### Exercise goal
A faithful copy is needed. Set down all of the data below exactly.

### Stored data entries

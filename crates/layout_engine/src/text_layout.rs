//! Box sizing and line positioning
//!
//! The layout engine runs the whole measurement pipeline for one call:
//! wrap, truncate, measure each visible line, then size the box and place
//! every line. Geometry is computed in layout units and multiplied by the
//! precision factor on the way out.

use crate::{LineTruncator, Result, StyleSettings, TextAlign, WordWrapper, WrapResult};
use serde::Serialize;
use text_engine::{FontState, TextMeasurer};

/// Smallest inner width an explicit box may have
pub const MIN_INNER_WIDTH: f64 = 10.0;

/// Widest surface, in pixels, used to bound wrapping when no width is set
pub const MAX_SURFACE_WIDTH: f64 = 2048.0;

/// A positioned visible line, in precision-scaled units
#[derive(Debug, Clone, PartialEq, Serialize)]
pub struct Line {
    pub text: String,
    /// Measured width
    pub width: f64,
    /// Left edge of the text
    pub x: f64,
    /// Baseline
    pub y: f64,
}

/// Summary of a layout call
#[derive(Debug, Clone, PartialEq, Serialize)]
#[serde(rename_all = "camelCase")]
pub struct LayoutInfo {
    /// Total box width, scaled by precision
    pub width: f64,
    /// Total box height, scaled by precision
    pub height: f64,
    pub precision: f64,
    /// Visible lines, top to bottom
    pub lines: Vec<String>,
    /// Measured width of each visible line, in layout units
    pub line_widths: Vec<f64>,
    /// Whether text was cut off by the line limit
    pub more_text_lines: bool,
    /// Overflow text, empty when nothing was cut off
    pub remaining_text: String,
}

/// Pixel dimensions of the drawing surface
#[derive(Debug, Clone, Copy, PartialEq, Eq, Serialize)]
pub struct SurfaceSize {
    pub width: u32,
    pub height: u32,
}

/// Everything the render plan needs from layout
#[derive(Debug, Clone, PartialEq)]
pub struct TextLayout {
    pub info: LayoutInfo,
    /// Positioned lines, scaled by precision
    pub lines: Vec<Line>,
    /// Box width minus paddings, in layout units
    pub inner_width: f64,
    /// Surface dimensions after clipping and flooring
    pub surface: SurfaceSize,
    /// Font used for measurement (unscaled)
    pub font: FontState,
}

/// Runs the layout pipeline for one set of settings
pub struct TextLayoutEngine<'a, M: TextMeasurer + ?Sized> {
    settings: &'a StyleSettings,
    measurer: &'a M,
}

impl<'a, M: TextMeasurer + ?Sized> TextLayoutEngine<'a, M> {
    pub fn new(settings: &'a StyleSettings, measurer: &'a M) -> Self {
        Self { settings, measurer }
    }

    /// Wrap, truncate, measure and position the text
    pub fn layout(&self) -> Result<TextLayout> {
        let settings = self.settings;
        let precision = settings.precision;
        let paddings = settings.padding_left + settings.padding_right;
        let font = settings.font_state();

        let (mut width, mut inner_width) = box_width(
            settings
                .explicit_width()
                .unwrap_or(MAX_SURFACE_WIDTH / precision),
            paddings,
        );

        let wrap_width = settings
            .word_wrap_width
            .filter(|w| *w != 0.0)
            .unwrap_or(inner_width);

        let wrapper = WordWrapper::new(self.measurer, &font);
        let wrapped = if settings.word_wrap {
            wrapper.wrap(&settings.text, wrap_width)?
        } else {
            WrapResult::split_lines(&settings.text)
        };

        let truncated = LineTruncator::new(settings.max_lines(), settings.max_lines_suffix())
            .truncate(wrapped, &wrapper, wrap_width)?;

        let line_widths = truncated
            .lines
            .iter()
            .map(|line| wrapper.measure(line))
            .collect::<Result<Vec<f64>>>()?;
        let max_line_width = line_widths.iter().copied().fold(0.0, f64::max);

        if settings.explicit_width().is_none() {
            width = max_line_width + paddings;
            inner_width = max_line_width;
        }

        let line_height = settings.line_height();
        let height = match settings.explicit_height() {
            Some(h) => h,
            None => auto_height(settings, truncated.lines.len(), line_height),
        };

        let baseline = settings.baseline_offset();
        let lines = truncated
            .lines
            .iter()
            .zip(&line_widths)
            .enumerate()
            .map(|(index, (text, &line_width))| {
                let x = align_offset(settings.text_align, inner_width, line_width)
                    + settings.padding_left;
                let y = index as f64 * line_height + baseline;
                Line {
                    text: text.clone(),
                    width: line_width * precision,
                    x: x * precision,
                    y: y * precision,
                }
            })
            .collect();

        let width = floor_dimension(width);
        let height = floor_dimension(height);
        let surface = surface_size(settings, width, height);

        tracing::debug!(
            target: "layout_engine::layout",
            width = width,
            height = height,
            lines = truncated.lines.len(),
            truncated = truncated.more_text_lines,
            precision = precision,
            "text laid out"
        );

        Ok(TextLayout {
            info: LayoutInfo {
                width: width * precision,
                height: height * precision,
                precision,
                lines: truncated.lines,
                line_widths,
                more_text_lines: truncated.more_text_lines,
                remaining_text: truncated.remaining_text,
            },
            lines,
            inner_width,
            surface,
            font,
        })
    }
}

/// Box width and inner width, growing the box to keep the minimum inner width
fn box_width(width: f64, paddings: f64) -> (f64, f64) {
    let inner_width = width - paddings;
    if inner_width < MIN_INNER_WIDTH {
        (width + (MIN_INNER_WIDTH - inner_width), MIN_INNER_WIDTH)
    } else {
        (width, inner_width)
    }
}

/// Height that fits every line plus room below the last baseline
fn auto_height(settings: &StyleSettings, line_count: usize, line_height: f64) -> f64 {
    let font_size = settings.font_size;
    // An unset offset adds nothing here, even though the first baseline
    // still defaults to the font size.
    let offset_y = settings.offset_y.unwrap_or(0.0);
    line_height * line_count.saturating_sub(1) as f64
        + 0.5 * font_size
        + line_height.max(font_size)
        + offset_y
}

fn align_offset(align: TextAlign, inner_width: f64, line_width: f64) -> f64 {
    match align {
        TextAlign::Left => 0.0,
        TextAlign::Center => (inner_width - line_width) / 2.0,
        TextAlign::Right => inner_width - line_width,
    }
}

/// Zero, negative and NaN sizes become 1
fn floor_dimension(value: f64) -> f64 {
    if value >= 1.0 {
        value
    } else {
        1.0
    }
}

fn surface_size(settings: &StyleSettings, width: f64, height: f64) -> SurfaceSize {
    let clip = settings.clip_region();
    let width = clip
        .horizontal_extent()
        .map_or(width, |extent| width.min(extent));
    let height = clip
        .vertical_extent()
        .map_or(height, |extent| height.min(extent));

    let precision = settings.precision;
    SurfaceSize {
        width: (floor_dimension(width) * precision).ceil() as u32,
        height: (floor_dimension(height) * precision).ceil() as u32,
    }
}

### Task response
filename crates/layout_engine/src/text_layout.rs
//! Box sizing and line positioning
//!
//! The layout engine runs the whole measurement pipeline for one call:
//! wrap, truncate, measure each visible line, then size the box and place
//! every line. Geometry is computed in layout units and multiplied by the
//! precision factor on the way out.

use crate::{LineTruncator, Result, StyleSettings, TextAlign, WordWrapper, WrapResult};
use serde::Serialize;
use text_engine::{FontState, TextMeasurer};

/// Smallest inner width an explicit box may have
pub const MIN_INNER_WIDTH: f64 = 10.0;

/// Widest surface, in pixels, used to bound wrapping when no width is set
pub const MAX_SURFACE_WIDTH: f64 = 2048.0;

/// A positioned visible line, in precision-scaled units
#[derive(Debug, Clone, PartialEq, Serialize)]
pub struct Line {
    pub text: String,
    /// Measured width
    pub width: f64,
    /// Left edge of the text
    pub x: f64,
    /// Baseline
    pub y: f64,
}

/// Summary of a layout call
#[derive(Debug, Clone, PartialEq, Serialize)]
#[serde(rename_all = "camelCase")]
pub struct LayoutInfo {
    /// Total box width, scaled by precision
    pub width: f64,
    /// Total box height, scaled by precision
    pub height: f64,
    pub precision: f64,
    /// Visible lines, top to bottom
    pub lines: Vec<String>,
    /// Measured width of each visible line, in layout units
    pub line_widths: Vec<f64>,
    /// Whether text was cut off by the line limit
    pub more_text_lines: bool,
    /// Overflow text, empty when nothing was cut off
    pub remaining_text: String,
}

/// Pixel dimensions of the drawing surface
#[derive(Debug, Clone, Copy, PartialEq, Eq, Serialize)]
pub struct SurfaceSize {
    pub width: u32,
    pub height: u32,
}

/// Everything the render plan needs from layout
#[derive(Debug, Clone, PartialEq)]
pub struct TextLayout {
    pub info: LayoutInfo,
    /// Positioned lines, scaled by precision
    pub lines: Vec<Line>,
    /// Box width minus paddings, in layout units
    pub inner_width: f64,
    /// Surface dimensions after clipping and flooring
    pub surface: SurfaceSize,
    /// Font used for measurement (unscaled)
    pub font: FontState,
}

/// Runs the layout pipeline for one set of settings
pub struct TextLayoutEngine<'a, M: TextMeasurer + ?Sized> {
    settings: &'a StyleSettings,
    measurer: &'a M,
}

impl<'a, M: TextMeasurer + ?Sized> TextLayoutEngine<'a, M> {
    pub fn new(settings: &'a StyleSettings, measurer: &'a M) -> Self {
        Self { settings, measurer }
    }

    /// Wrap, truncate, measure and position the text
    pub fn layout(&self) -> Result<TextLayout> {
        let settings = self.settings;
        let precision = settings.precision;
        let paddings = settings.padding_left + settings.padding_right;
        let font = settings.font_state();

        let (mut width, mut inner_width) = box_width(
            settings
                .explicit_width()
                .unwrap_or(MAX_SURFACE_WIDTH / precision),
            paddings,
        );

        let wrap_width = settings
            .word_wrap_width
            .filter(|w| *w != 0.0)
            .unwrap_or(inner_width);

        let wrapper = WordWrapper::new(self.measurer, &font);
        let wrapped = if settings.word_wrap {
            wrapper.wrap(&settings.text, wrap_width)?
        } else {
            WrapResult::split_lines(&settings.text)
        };

        let truncated = LineTruncator::new(settings.max_lines(), settings.max_lines_suffix())
            .truncate(wrapped, &wrapper, wrap_width)?;

        let line_widths = truncated
            .lines
            .iter()
            .map(|line| wrapper.measure(line))
            .collect::<Result<Vec<f64>>>()?;
        let max_line_width = line_widths.iter().copied().fold(0.0, f64::max);

        if settings.explicit_width().is_none() {
            width = max_line_width + paddings;
            inner_width = max_line_width;
        }

        let line_height = settings.line_height();
        let height = match settings.explicit_height() {
            Some(h) => h,
            None => auto_height(settings, truncated.lines.len(), line_height),
        };

        let baseline = settings.baseline_offset();
        let lines = truncated
            .lines
            .iter()
            .zip(&line_widths)
            .enumerate()
            .map(|(index, (text, &line_width))| {
                let x = align_offset(settings.text_align, inner_width, line_width)
                    + settings.padding_left;
                let y = index as f64 * line_height + baseline;
                Line {
                    text: text.clone(),
                    width: line_width * precision,
                    x: x * precision,
                    y: y * precision,
                }
            })
            .collect();

        let width = floor_dimension(width);
        let height = floor_dimension(height);
        let surface = surface_size(settings, width, height);

        tracing::debug!(
            target: "layout_engine::layout",
            width = width,
            height = height,
            lines = truncated.lines.len(),
            truncated = truncated.more_text_lines,
            precision = precision,
            "text laid out"
        );

        Ok(TextLayout {
            info: LayoutInfo {
                width: width * precision,
                height: height * precision,
                precision,
                lines: truncated.lines,
                line_widths,
                more_text_lines: truncated.more_text_lines,
                remaining_text: truncated.remaining_text,
            },
            lines,
            inner_width,
            surface,
            font,
        })
    }
}

/// Box width and inner width, growing the box to keep the minimum inner width
fn box_width(width: f64, paddings: f64) -> (f64, f64) {
    let inner_width = width - paddings;
    if inner_width < MIN_INNER_WIDTH {
        (width + (MIN_INNER_WIDTH - inner_width), MIN_INNER_WIDTH)
    } else {
        (width, inner_width)
    }
}

/// Height that fits every line plus room below the last baseline
fn auto_height(settings: &StyleSettings, line_count: usize, line_height: f64) -> f64 {
    let font_size = settings.font_size;
    // An unset offset adds nothing here, even though the first baseline
    // still defaults to the font size.
    let offset_y = settings.offset_y.unwrap_or(0.0);
    line_height * line_count.saturating_sub(1) as f64
        + 0.5 * font_size
        + line_height.max(font_size)
        + offset_y
}

fn align_offset(align: TextAlign, inner_width: f64, line_width: f64) -> f64 {
    match align {
        TextAlign::Left => 0.0,
        TextAlign::Center => (inner_width - line_width) / 2.0,
        TextAlign::Right => inner_width - line_width,
    }
}

/// Zero, negative and NaN sizes become 1
fn floor_dimension(value: f64) -> f64 {
    if value >= 1.0 {
        value
    } else {
        1.0
    }
}

fn surface_size(settings: &StyleSettings, width: f64, height: f64) -> SurfaceSize {
    let clip = settings.clip_region();
    let width = clip
        .horizontal_extent()
        .map_or(width, |extent| width.min(extent));
    let height = clip
        .vertical_extent()
        .map_or(height, |extent| height.min(extent));

    let precision = settings.precision;
    SurfaceSize {
        width: (floor_dimension(width) * precision).ceil() as u32,
        height: (floor_dimension(height) * precision).ceil() as u32,
    }
}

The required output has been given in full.